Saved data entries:
:::

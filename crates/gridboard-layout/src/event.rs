#![forbid(unsafe_code)]

//! Serializable inbound events and their recorded outcomes.
//!
//! A trace is a sequence of [`SessionEvent`]s, one JSON object per line:
//!
//! ```text
//! {"event":"set_edit_mode","enabled":true}
//! {"event":"add_widget","kind":"goals","width":1,"height":1}
//! {"event":"drag_start","id":1}
//! {"event":"drag_update","id":1,"dx":104.0,"dy":0.0}
//! {"event":"drag_end","id":1,"dx":104.0,"dy":0.0}
//! ```
//!
//! [`LayoutSession::apply`] never fails: recoverable errors are recorded in
//! the [`EventReport`] so a whole trace can be replayed deterministically.

use serde::{Deserialize, Serialize};

use crate::drag::DragTransition;
use crate::error::LayoutError;
use crate::geometry::CellPoint;
use crate::session::{FeedbackKind, LayoutSession, ResetPrompt};
use crate::widget::{Widget, WidgetCatalog, WidgetId};

/// One inbound call.
#[derive(Debug, Clone, PartialEq, Serialize, Deserialize)]
#[serde(tag = "event", rename_all = "snake_case")]
pub enum SessionEvent {
    /// Without a size, the catalog default for `kind` is used.
    AddWidget {
        kind: String,
        #[serde(default)]
        width: Option<u16>,
        #[serde(default)]
        height: Option<u16>,
    },
    RemoveWidget {
        id: WidgetId,
    },
    DragStart {
        id: WidgetId,
    },
    DragUpdate {
        id: WidgetId,
        dx: f64,
        dy: f64,
    },
    DragEnd {
        id: WidgetId,
        dx: f64,
        dy: f64,
    },
    DragCancel {
        id: WidgetId,
    },
    RequestReset,
    /// Confirm a reset for the count shown in the prompt.
    ResetAll {
        widget_count: usize,
    },
    SetEditMode {
        enabled: bool,
    },
    ToggleEditMode,
    ExpireFeedback {
        feedback: FeedbackKind,
    },
}

/// What an event did.
#[derive(Debug, Clone, PartialEq, Serialize, Deserialize)]
#[serde(tag = "outcome", rename_all = "snake_case")]
pub enum EventOutcome {
    Added {
        widget: Widget,
    },
    Removed {
        widget: WidgetId,
        freed_cells: Vec<CellPoint>,
    },
    Drag {
        transition: DragTransition,
    },
    ResetPrompt {
        widget_count: usize,
    },
    Reset {
        removed: usize,
    },
    EditMode {
        enabled: bool,
        canceled: Option<DragTransition>,
    },
    FeedbackExpired {
        expired: bool,
    },
    Failed {
        error: LayoutError,
        message: String,
    },
}

impl EventOutcome {
    #[must_use]
    pub const fn is_failure(&self) -> bool {
        matches!(self, Self::Failed { .. })
    }
}

impl From<LayoutError> for EventOutcome {
    fn from(error: LayoutError) -> Self {
        Self::Failed {
            message: error.to_string(),
            error,
        }
    }
}

/// One applied event.
#[derive(Debug, Clone, PartialEq, Serialize, Deserialize)]
pub struct EventReport {
    /// 1-based position in the session's event stream.
    pub seq: u64,
    pub event: SessionEvent,
    pub outcome: EventOutcome,
}

impl LayoutSession {
    /// Dispatch one event and record its outcome.
    pub fn apply(&mut self, event: &SessionEvent, catalog: &WidgetCatalog) -> EventReport {
        let outcome = match event {
            SessionEvent::AddWidget {
                kind,
                width: Some(width),
                height: Some(height),
            } => self
                .add_widget(kind, *width, *height, catalog)
                .map(|widget| EventOutcome::Added { widget }),
            SessionEvent::AddWidget { kind, .. } => self
                .add_widget_default(kind, catalog)
                .map(|widget| EventOutcome::Added { widget }),
            SessionEvent::RemoveWidget { id } => {
                self.remove_widget(*id).map(|removed| EventOutcome::Removed {
                    widget: removed.widget.id(),
                    freed_cells: removed.freed_cells,
                })
            }
            SessionEvent::DragStart { id } => self
                .move_drag_start(*id)
                .map(|transition| EventOutcome::Drag { transition }),
            SessionEvent::DragUpdate { id, dx, dy } => Ok(EventOutcome::Drag {
                transition: self.move_drag_update(*id, *dx, *dy),
            }),
            SessionEvent::DragEnd { id, dx, dy } => self
                .move_drag_end(*id, *dx, *dy)
                .map(|transition| EventOutcome::Drag { transition }),
            SessionEvent::DragCancel { id } => Ok(EventOutcome::Drag {
                transition: self.move_drag_cancel(*id),
            }),
            SessionEvent::RequestReset => Ok(EventOutcome::ResetPrompt {
                widget_count: self.request_reset().widget_count,
            }),
            SessionEvent::ResetAll { widget_count } => self
                .reset_all(ResetPrompt {
                    widget_count: *widget_count,
                })
                .map(|removed| EventOutcome::Reset { removed }),
            SessionEvent::SetEditMode { enabled } => {
                let canceled = self.set_edit_mode(*enabled);
                Ok(EventOutcome::EditMode {
                    enabled: self.edit_mode(),
                    canceled,
                })
            }
            SessionEvent::ToggleEditMode => {
                let canceled = self.set_edit_mode(!self.edit_mode());
                Ok(EventOutcome::EditMode {
                    enabled: self.edit_mode(),
                    canceled,
                })
            }
            SessionEvent::ExpireFeedback { feedback } => Ok(EventOutcome::FeedbackExpired {
                expired: self.expire_feedback(*feedback),
            }),
        };

        EventReport {
            seq: self.next_event_seq(),
            event: event.clone(),
            outcome: outcome.unwrap_or_else(EventOutcome::from),
        }
    }
}
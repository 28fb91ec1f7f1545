#![no_main]

use arbitrary::Arbitrary;
use gridboard_layout::{EngineConfig, LayoutSession, WidgetCatalog, WidgetId};
use libfuzzer_sys::fuzz_target;

#[derive(Debug, Arbitrary)]
enum Op {
    Add { kind: u8, width: u8, height: u8 },
    AddDefault { kind: u8 },
    Remove { slot: u8 },
    DragStart { slot: u8 },
    DragUpdate { slot: u8, dx: i16, dy: i16 },
    DragEnd { slot: u8, dx: i16, dy: i16 },
    DragCancel { slot: u8 },
    EditMode(bool),
    Reset,
}

#[derive(Debug, Arbitrary)]
struct Input {
    columns: u8,
    rows: u8,
    ops: Vec<Op>,
}

fuzz_target!(|input: Input| {
    let mut config = EngineConfig::default();
    config.grid.columns = u16::from(input.columns % 12) + 1; // 1..=12
    config.grid.rows = u16::from(input.rows % 24) + 1; // 1..=24
    let Ok(mut session) = LayoutSession::new(config) else {
        return;
    };
    let catalog = WidgetCatalog::standard();

    for op in input.ops.into_iter().take(512) {
        // Slots address live widgets when there are any, stale ids otherwise.
        let pick = |session: &LayoutSession, slot: u8| -> WidgetId {
            let widgets = session.widgets();
            if widgets.is_empty() {
                WidgetId::new(u64::from(slot) + 1).unwrap_or(WidgetId::MIN)
            } else {
                widgets[usize::from(slot) % widgets.len()].id()
            }
        };
        match op {
            Op::Add {
                kind,
                width,
                height,
            } => {
                let kind = &catalog.types[usize::from(kind) % catalog.types.len()].kind;
                let _ = session.add_widget(kind, u16::from(width % 4), u16::from(height % 4), &catalog);
            }
            Op::AddDefault { kind } => {
                let kind = &catalog.types[usize::from(kind) % catalog.types.len()].kind;
                let _ = session.add_widget_default(kind, &catalog);
            }
            Op::Remove { slot } => {
                let id = pick(&session, slot);
                let _ = session.remove_widget(id);
            }
            Op::DragStart { slot } => {
                let id = pick(&session, slot);
                let _ = session.move_drag_start(id);
            }
            Op::DragUpdate { slot, dx, dy } => {
                let id = session.dragging().unwrap_or_else(|| pick(&session, slot));
                session.move_drag_update(id, f64::from(dx), f64::from(dy));
            }
            Op::DragEnd { slot, dx, dy } => {
                let id = session.dragging().unwrap_or_else(|| pick(&session, slot));
                let _ = session.move_drag_end(id, f64::from(dx), f64::from(dy));
            }
            Op::DragCancel { slot } => {
                let id = pick(&session, slot);
                session.move_drag_cancel(id);
            }
            Op::EditMode(enabled) => {
                session.set_edit_mode(enabled);
            }
            Op::Reset => {
                let _ = session.reset_all(session.request_reset());
            }
        }

        // Post-conditions that must always hold:
        let report = session.registry().invariant_report();
        assert!(report.is_empty(), "invariant breached: {report:?}");
        if let Some(active) = session.dragging() {
            assert!(session.edit_mode(), "drag live outside edit mode");
            assert!(session.registry().contains(active), "drag outlived widget");
        }
    }
});
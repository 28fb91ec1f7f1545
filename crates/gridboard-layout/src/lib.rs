#![forbid(unsafe_code)]

//! Grid layout engine for drag-and-drop dashboard widgets.
//!
//! Widgets are rectangles on a fixed `columns × rows` grid. The engine keeps
//! two guarantees for every reachable state: each widget lies inside the
//! grid, and no two widgets share a cell.
//!
//! - [`geometry`]: pixel/cell conversion and clamping.
//! - [`occupancy`]: free/occupied queries, first-fit search, space analysis.
//! - [`registry`]: the authoritative widget collection.
//! - [`drag`]: the drag reconciler (hint box, commit or bounce on release).
//! - [`session`]: the orchestrator presentation code talks to.
//! - [`event`]: serializable inbound events for trace replay.
//!
//! ```
//! use gridboard_layout::{EngineConfig, LayoutSession, WidgetCatalog};
//!
//! let catalog = WidgetCatalog::standard();
//! let mut session = LayoutSession::new(EngineConfig::default()).unwrap();
//! let widget = session.add_widget("goals", 1, 1, &catalog).unwrap();
//!
//! session.set_edit_mode(true);
//! session.move_drag_start(widget.id()).unwrap();
//! session.move_drag_update(widget.id(), 104.0, 0.0);
//! session.move_drag_end(widget.id(), 104.0, 0.0).unwrap();
//! assert_eq!(session.widgets()[0].grid_x(), 1);
//! ```

pub mod config;
pub mod drag;
pub mod error;
pub mod event;
pub mod geometry;
pub mod occupancy;
pub mod registry;
pub mod session;
pub mod widget;

pub use config::{ConfigError, EngineConfig, FeedbackTiming};
pub use drag::{
    DragCancelReason, DragEffect, DragNoopReason, DragPhase, DragReconciler, DragTransition,
    DragTuning, HintBox,
};
pub use error::{LayoutError, NoSpaceCategory, NoSpaceReport};
pub use event::{EventOutcome, EventReport, SessionEvent};
pub use geometry::{
    CellDelta, CellMetrics, CellPoint, GridRect, GridSize, ScreenFit, ScreenLayout,
    clamp_position, pixel_delta_to_cell_delta,
};
pub use occupancy::{CellState, OccupancyOverlay, SpaceAnalysis};
pub use registry::{MoveOutcome, MoveRejection, RemovedWidget, WidgetRegistry};
pub use session::{
    FeedbackKind, FreedCellsEvent, LayoutSession, ResetPrompt, ReturningMarker, SessionSnapshot,
};
pub use widget::{
    Widget, WidgetCatalog, WidgetId, WidgetSizeSpec, WidgetTypeSpec, ZeroWidgetId, display_kind,
};
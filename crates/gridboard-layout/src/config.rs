#![forbid(unsafe_code)]

//! Engine configuration as data.
//!
//! Grid size, cell metrics, drag tuning and feedback durations are supplied
//! at construction instead of being baked into the engine. Every section is
//! `#[serde(default)]`, so a file only needs to name what it overrides.
//!
//! # Loading
//!
//! ```toml
//! # gridboard.toml
//! [grid]
//! columns = 4
//!
//! [drag]
//! threshold_px = 6.0
//! ```
//!
//! ```rust,ignore
//! let config = EngineConfig::from_toml_file("gridboard.toml")?.validated()?;
//! ```

#[cfg(feature = "config-file")]
use std::path::Path;

use serde::{Deserialize, Serialize};

use crate::drag::DragTuning;
use crate::geometry::{CellMetrics, GridSize, ScreenFit};

/// Suggested highlight lifetime of recently freed cells.
pub const FREED_CELLS_DEFAULT_MS: u64 = 2000;

/// Suggested duration of the bounce-back animation after a rejected drop.
pub const BOUNCE_DEFAULT_MS: u64 = 1000;

// ---------------------------------------------------------------------------
// Top-level EngineConfig
// ---------------------------------------------------------------------------

/// Complete engine configuration.
#[derive(Debug, Clone, Copy, PartialEq, Default, Serialize, Deserialize)]
#[serde(default)]
pub struct EngineConfig {
    pub grid: GridSize,
    pub cell: CellMetrics,
    pub drag: DragTuning,
    pub feedback: FeedbackTiming,
    /// Used only by [`EngineConfig::fit_to_screen`].
    pub screen: ScreenFit,
}

/// Display durations the engine suggests with its feedback events.
#[derive(Debug, Clone, Copy, PartialEq, Eq, Serialize, Deserialize)]
#[serde(default)]
pub struct FeedbackTiming {
    pub freed_cells_ms: u64,
    pub bounce_ms: u64,
}

impl Default for FeedbackTiming {
    fn default() -> Self {
        Self {
            freed_cells_ms: FREED_CELLS_DEFAULT_MS,
            bounce_ms: BOUNCE_DEFAULT_MS,
        }
    }
}

impl EngineConfig {
    /// Load from a TOML string.
    #[cfg(feature = "config-file")]
    pub fn from_toml_str(s: &str) -> Result<Self, ConfigError> {
        toml::from_str(s).map_err(ConfigError::Toml)
    }

    /// Load from a TOML file on disk.
    #[cfg(feature = "config-file")]
    pub fn from_toml_file(path: impl AsRef<Path>) -> Result<Self, ConfigError> {
        let content = std::fs::read_to_string(path.as_ref()).map_err(ConfigError::Io)?;
        Self::from_toml_str(&content)
    }

    /// Load from a JSON string.
    #[cfg(feature = "config-file")]
    pub fn from_json_str(s: &str) -> Result<Self, ConfigError> {
        serde_json::from_str(s).map_err(ConfigError::Json)
    }

    /// Load from a JSON file on disk.
    #[cfg(feature = "config-file")]
    pub fn from_json_file(path: impl AsRef<Path>) -> Result<Self, ConfigError> {
        let content = std::fs::read_to_string(path.as_ref()).map_err(ConfigError::Io)?;
        Self::from_json_str(&content)
    }

    /// Serialize to a TOML document.
    #[cfg(feature = "config-file")]
    pub fn to_toml_string(&self) -> Result<String, ConfigError> {
        toml::to_string_pretty(self).map_err(ConfigError::TomlSerialize)
    }

    /// Validate all parameters are within acceptable ranges.
    ///
    /// Returns a list of validation errors. An empty list means the config
    /// is valid.
    #[must_use]
    pub fn validate(&self) -> Vec<String> {
        let mut errors = Vec::new();

        if self.grid.columns == 0 {
            errors.push("grid.columns must be > 0".into());
        }
        if self.grid.rows == 0 {
            errors.push("grid.rows must be > 0".into());
        }

        for (name, value) in [
            ("cell.cell_width", self.cell.cell_width),
            ("cell.cell_height", self.cell.cell_height),
        ] {
            if !(value.is_finite() && value > 0.0) {
                errors.push(format!("{name} must be > 0, got {value}"));
            }
        }
        if !(self.cell.gap.is_finite() && self.cell.gap >= 0.0) {
            errors.push(format!("cell.gap must be >= 0, got {}", self.cell.gap));
        }

        for (name, value) in [
            ("drag.threshold_px", self.drag.threshold_px),
            ("drag.update_hysteresis_px", self.drag.update_hysteresis_px),
        ] {
            if !(value.is_finite() && value >= 0.0) {
                errors.push(format!("{name} must be >= 0, got {value}"));
            }
        }

        let screen = &self.screen;
        if screen.min_cell_width > screen.max_cell_width {
            errors.push(format!(
                "screen.min_cell_width ({}) exceeds screen.max_cell_width ({})",
                screen.min_cell_width, screen.max_cell_width
            ));
        }
        if screen.min_cell_height > screen.max_cell_height {
            errors.push(format!(
                "screen.min_cell_height ({}) exceeds screen.max_cell_height ({})",
                screen.min_cell_height, screen.max_cell_height
            ));
        }

        errors
    }

    /// `self` if [`validate`](Self::validate) reports nothing.
    pub fn validated(self) -> Result<Self, ConfigError> {
        let errors = self.validate();
        if errors.is_empty() {
            Ok(self)
        } else {
            Err(ConfigError::Validation(errors))
        }
    }

    /// Replace the cell metrics with ones fitted to a screen size.
    #[must_use]
    pub fn fit_to_screen(mut self, screen_width: f64, screen_height: f64) -> Self {
        self.cell = self
            .screen
            .fit(screen_width, screen_height, self.grid, self.cell.gap)
            .metrics;
        self
    }
}

// ---------------------------------------------------------------------------
// Errors
// ---------------------------------------------------------------------------

/// Errors that can occur when loading an engine configuration.
#[derive(Debug)]
pub enum ConfigError {
    /// I/O error reading a file.
    Io(std::io::Error),
    /// TOML parse error.
    #[cfg(feature = "config-file")]
    Toml(toml::de::Error),
    /// TOML serialization error.
    #[cfg(feature = "config-file")]
    TomlSerialize(toml::ser::Error),
    /// JSON parse error.
    #[cfg(feature = "config-file")]
    Json(serde_json::Error),
    /// Validation errors.
    Validation(Vec<String>),
}

impl std::fmt::Display for ConfigError {
    fn fmt(&self, f: &mut std::fmt::Formatter<'_>) -> std::fmt::Result {
        match self {
            Self::Io(e) => write!(f, "I/O error: {e}"),
            #[cfg(feature = "config-file")]
            Self::Toml(e) => write!(f, "TOML parse error: {e}"),
            #[cfg(feature = "config-file")]
            Self::TomlSerialize(e) => write!(f, "TOML serialization error: {e}"),
            #[cfg(feature = "config-file")]
            Self::Json(e) => write!(f, "JSON parse error: {e}"),
            Self::Validation(errors) => {
                write!(f, "validation errors: {}", errors.join("; "))
            }
        }
    }
}

impl std::error::Error for ConfigError {
    fn source(&self) -> Option<&(dyn std::error::Error + 'static)> {
        match self {
            Self::Io(e) => Some(e),
            #[cfg(feature = "config-file")]
            Self::Toml(e) => Some(e),
            #[cfg(feature = "config-file")]
            Self::TomlSerialize(e) => Some(e),
            #[cfg(feature = "config-file")]
            Self::Json(e) => Some(e),
            Self::Validation(_) => None,
        }
    }
}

:::

*What you should do*: Please return every line from the first one in the records above down to the line containing "use crate::geometry::CellPoint;", including both, exactly as written and nothing more.

*Response to this exercise*:
filename crates/gridboard-layout/src/event.rs
#![forbid(unsafe_code)]

//! Serializable inbound events and their recorded outcomes.
//!
//! A trace is a sequence of [`SessionEvent`]s, one JSON object per line:
//!
//! ```text
//! {"event":"set_edit_mode","enabled":true}
//! {"event":"add_widget","kind":"goals","width":1,"height":1}
//! {"event":"drag_start","id":1}
//! {"event":"drag_update","id":1,"dx":104.0,"dy":0.0}
//! {"event":"drag_end","id":1,"dx":104.0,"dy":0.0}
//! ```
//!
//! [`LayoutSession::apply`] never fails: recoverable errors are recorded in
//! the [`EventReport`] so a whole trace can be replayed deterministically.

use serde::{Deserialize, Serialize};

use crate::drag::DragTransition;
use crate::error::LayoutError;
use crate::geometry::CellPoint;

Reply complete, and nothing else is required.